**Materials provided**
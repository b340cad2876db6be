//! Common functionality shared between UAC and UAS

pub mod dtmf;
pub mod transfer;
pub mod bridge;
pub mod audio_channels;
pub mod protocol;
pub mod call_ops;

pub use dtmf::*;
pub use transfer::*;
pub use bridge::*;
pub use audio_channels::*;
pub use protocol::*;
pub use call_ops as operations;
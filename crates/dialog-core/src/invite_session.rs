//! Invite Session FSM (spec.md §4.1): the RFC 3261/3264 dialog and
//! offer/answer state machine layered above a bare [`Dialog`](crate::dialog::Dialog).

use serde::{Deserialize, Serialize};

/// States the session moves through from creation to teardown.
#[derive(Debug, Clone, Copy, PartialEq, Eq, Serialize, Deserialize)]
pub enum InviteSessionState {
    Null,
    Calling,
    Incoming,
    Early,
    Connecting,
    Confirmed,
    Disconnected,
}

/// Why the session reached `Disconnected`, classified for the Manager.
#[derive(Debug, Clone, Copy, PartialEq, Eq)]
pub enum DisconnectReason {
    /// {OK, DECLINE, REQUEST_TERMINATED}: the call ended the way either
    /// side asked it to.
    NormalClose,
    /// {NOT_FOUND, REQUEST_TIMEOUT, NOT_ACCEPTABLE_HERE,
    /// UNSUPPORTED_MEDIA_TYPE, UNAUTHORIZED, REQUEST_PENDING}: the peer or
    /// a server in the path rejected the request.
    ServerFailure,
    /// Any other status code; logged as unhandled rather than acted on.
    Unhandled,
}

/// Classifies a final SIP status code per spec.md §4.1's table.
pub fn classify_disconnect(status_code: u16) -> DisconnectReason {
    match status_code {
        200 | 603 | 487 => DisconnectReason::NormalClose,
        404 | 408 | 488 | 415 | 401 | 491 => DisconnectReason::ServerFailure,
        _ => DisconnectReason::Unhandled,
    }
}

/// Events that drive the FSM. `Accept`/`Refuse` only apply from `Incoming`;
/// `Hangup` applies from any non-terminal state.
#[derive(Debug, Clone)]
pub enum InviteSessionEvent {
    InviteSent,
    InviteReceived,
    Provisional,
    AcceptWithAnswerOk,
    AcceptWithAnswerFailed,
    Refuse,
    FinalSuccess,
    AckReceived,
    ByeReceived,
    Hangup,
    ReinviteOk,
    ReinviteFailed,
}

/// Actions the caller (the dialog manager) must take after a transition.
#[derive(Debug, Clone, PartialEq, Eq)]
pub enum InviteSessionAction {
    None,
    NotifyPeerRinging,
    FireMediaUpdate,
    Send488NotAcceptable,
    Send603Decline,
    SendByeOrCancel,
    RecomputeOfferAnswer,
}

/// One call's invite-session state, independent of the underlying
/// [`Dialog`](crate::dialog::Dialog) it will eventually be paired with.
#[derive(Debug, Clone)]
pub struct InviteSession {
    pub state: InviteSessionState,
    pub is_initiator: bool,
    pub disconnect_reason: Option<DisconnectReason>,
}

impl InviteSession {
    pub fn new_outbound() -> Self {
        Self { state: InviteSessionState::Null, is_initiator: true, disconnect_reason: None }
    }

    pub fn new_inbound() -> Self {
        Self { state: InviteSessionState::Null, is_initiator: false, disconnect_reason: None }
    }

    /// Applies `event`, returning the follow-up action the manager must
    /// perform. Events invalid for the current state leave it unchanged
    /// and return `InviteSessionAction::None`.
    pub fn apply(&mut self, event: InviteSessionEvent) -> InviteSessionAction {
        use InviteSessionEvent as E;
        use InviteSessionState as S;

        match (self.state, event) {
            (S::Null, E::InviteSent) => {
                self.state = S::Calling;
                InviteSessionAction::None
            }
            (S::Null, E::InviteReceived) => {
                self.state = S::Incoming;
                InviteSessionAction::None
            }
            (S::Calling, E::Provisional) => {
                self.state = S::Early;
                InviteSessionAction::NotifyPeerRinging
            }
            (S::Calling, E::FinalSuccess) | (S::Early, E::FinalSuccess) => {
                self.state = S::Connecting;
                InviteSessionAction::FireMediaUpdate
            }
            (S::Connecting, E::AckReceived) => {
                self.state = S::Confirmed;
                InviteSessionAction::None
            }
            (S::Incoming, E::AcceptWithAnswerOk) => {
                self.state = S::Connecting;
                InviteSessionAction::FireMediaUpdate
            }
            (S::Incoming, E::AcceptWithAnswerFailed) => {
                self.state = S::Disconnected;
                self.disconnect_reason = Some(DisconnectReason::ServerFailure);
                InviteSessionAction::Send488NotAcceptable
            }
            (S::Incoming, E::Refuse) => {
                self.state = S::Disconnected;
                self.disconnect_reason = Some(DisconnectReason::NormalClose);
                InviteSessionAction::Send603Decline
            }
            (_, E::Hangup) if self.state != S::Disconnected => {
                self.state = S::Disconnected;
                self.disconnect_reason = Some(DisconnectReason::NormalClose);
                InviteSessionAction::SendByeOrCancel
            }
            (_, E::ByeReceived) if self.state != S::Disconnected => {
                self.state = S::Disconnected;
                self.disconnect_reason = Some(DisconnectReason::NormalClose);
                InviteSessionAction::None
            }
            (S::Confirmed, E::ReinviteOk) => InviteSessionAction::RecomputeOfferAnswer,
            (S::Confirmed, E::ReinviteFailed) => InviteSessionAction::Send488NotAcceptable,
            _ => InviteSessionAction::None,
        }
    }

    pub fn is_terminal(&self) -> bool {
        self.state == InviteSessionState::Disconnected
    }
}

**Goal of the exercise**
Please restate every line of the records exactly.

**Completed task**
repository b340cad2876db6be
//! Common functionality shared between UAC and UAS

pub mod dtmf;
pub mod transfer;
pub mod bridge;
pub mod audio_channels;
pub mod protocol;
pub mod call_ops;

pub use dtmf::*;
pub use transfer::*;
pub use bridge::*;
pub use audio_channels::*;
pub use protocol::*;
pub use call_ops as operations;
filename crates/dialog-core/src/invite_session.rs
//! Invite Session FSM (spec.md §4.1): the RFC 3261/3264 dialog and
//! offer/answer state machine layered above a bare [`Dialog`](crate::dialog::Dialog).

use serde::{Deserialize, Serialize};

/// States the session moves through from creation to teardown.
#[derive(Debug, Clone, Copy, PartialEq, Eq, Serialize, Deserialize)]
pub enum InviteSessionState {
    Null,
    Calling,
    Incoming,
    Early,
    Connecting,
    Confirmed,
    Disconnected,
}

/// Why the session reached `Disconnected`, classified for the Manager.
#[derive(Debug, Clone, Copy, PartialEq, Eq)]
pub enum DisconnectReason {
    /// {OK, DECLINE, REQUEST_TERMINATED}: the call ended the way either
    /// side asked it to.
    NormalClose,
    /// {NOT_FOUND, REQUEST_TIMEOUT, NOT_ACCEPTABLE_HERE,
    /// UNSUPPORTED_MEDIA_TYPE, UNAUTHORIZED, REQUEST_PENDING}: the peer or
    /// a server in the path rejected the request.
    ServerFailure,
    /// Any other status code; logged as unhandled rather than acted on.
    Unhandled,
}

/// Classifies a final SIP status code per spec.md §4.1's table.
pub fn classify_disconnect(status_code: u16) -> DisconnectReason {
    match status_code {
        200 | 603 | 487 => DisconnectReason::NormalClose,
        404 | 408 | 488 | 415 | 401 | 491 => DisconnectReason::ServerFailure,
        _ => DisconnectReason::Unhandled,
    }
}

/// Events that drive the FSM. `Accept`/`Refuse` only apply from `Incoming`;
/// `Hangup` applies from any non-terminal state.
#[derive(Debug, Clone)]
pub enum InviteSessionEvent {
    InviteSent,
    InviteReceived,
    Provisional,
    AcceptWithAnswerOk,
    AcceptWithAnswerFailed,
    Refuse,
    FinalSuccess,
    AckReceived,
    ByeReceived,
    Hangup,
    ReinviteOk,
    ReinviteFailed,
}

/// Actions the caller (the dialog manager) must take after a transition.
#[derive(Debug, Clone, PartialEq, Eq)]
pub enum InviteSessionAction {
    None,
    NotifyPeerRinging,
    FireMediaUpdate,
    Send488NotAcceptable,
    Send603Decline,
    SendByeOrCancel,
    RecomputeOfferAnswer,
}

/// One call's invite-session state, independent of the underlying
/// [`Dialog`](crate::dialog::Dialog) it will eventually be paired with.
#[derive(Debug, Clone)]
pub struct InviteSession {
    pub state: InviteSessionState,
    pub is_initiator: bool,
    pub disconnect_reason: Option<DisconnectReason>,
}

impl InviteSession {
    pub fn new_outbound() -> Self {
        Self { state: InviteSessionState::Null, is_initiator: true, disconnect_reason: None }
    }

    pub fn new_inbound() -> Self {
        Self { state: InviteSessionState::Null, is_initiator: false, disconnect_reason: None }
    }

    /// Applies `event`, returning the follow-up action the manager must
    /// perform. Events invalid for the current state leave it unchanged
    /// and return `InviteSessionAction::None`.
    pub fn apply(&mut self, event: InviteSessionEvent) -> InviteSessionAction {
        use InviteSessionEvent as E;
        use InviteSessionState as S;

        match (self.state, event) {
            (S::Null, E::InviteSent) => {
                self.state = S::Calling;
                InviteSessionAction::None
            }
            (S::Null, E::InviteReceived) => {
                self.state = S::Incoming;
                InviteSessionAction::None
            }
            (S::Calling, E::Provisional) => {
                self.state = S::Early;
                InviteSessionAction::NotifyPeerRinging
            }
            (S::Calling, E::FinalSuccess) | (S::Early, E::FinalSuccess) => {
                self.state = S::Connecting;
                InviteSessionAction::FireMediaUpdate
            }
            (S::Connecting, E::AckReceived) => {
                self.state = S::Confirmed;
                InviteSessionAction::None
            }
            (S::Incoming, E::AcceptWithAnswerOk) => {
                self.state = S::Connecting;
                InviteSessionAction::FireMediaUpdate
            }
            (S::Incoming, E::AcceptWithAnswerFailed) => {
                self.state = S::Disconnected;
                self.disconnect_reason = Some(DisconnectReason::ServerFailure);
                InviteSessionAction::Send488NotAcceptable
            }
            (S::Incoming, E::Refuse) => {
                self.state = S::Disconnected;
                self.disconnect_reason = Some(DisconnectReason::NormalClose);
                InviteSessionAction::Send603Decline
            }
            (_, E::Hangup) if self.state != S::Disconnected => {
                self.state = S::Disconnected;
                self.disconnect_reason = Some(DisconnectReason::NormalClose);
                InviteSessionAction::SendByeOrCancel
            }
            (_, E::ByeReceived) if self.state != S::Disconnected => {
                self.state = S::Disconnected;
                self.disconnect_reason = Some(DisconnectReason::NormalClose);
                InviteSessionAction::None
            }
            (S::Confirmed, E::ReinviteOk) => InviteSessionAction::RecomputeOfferAnswer,
            (S::Confirmed, E::ReinviteFailed) => InviteSessionAction::Send488NotAcceptable,
            _ => InviteSessionAction::None,
        }
    }

    pub fn is_terminal(&self) -> bool {
        self.state == InviteSessionState::Disconnected
    }
}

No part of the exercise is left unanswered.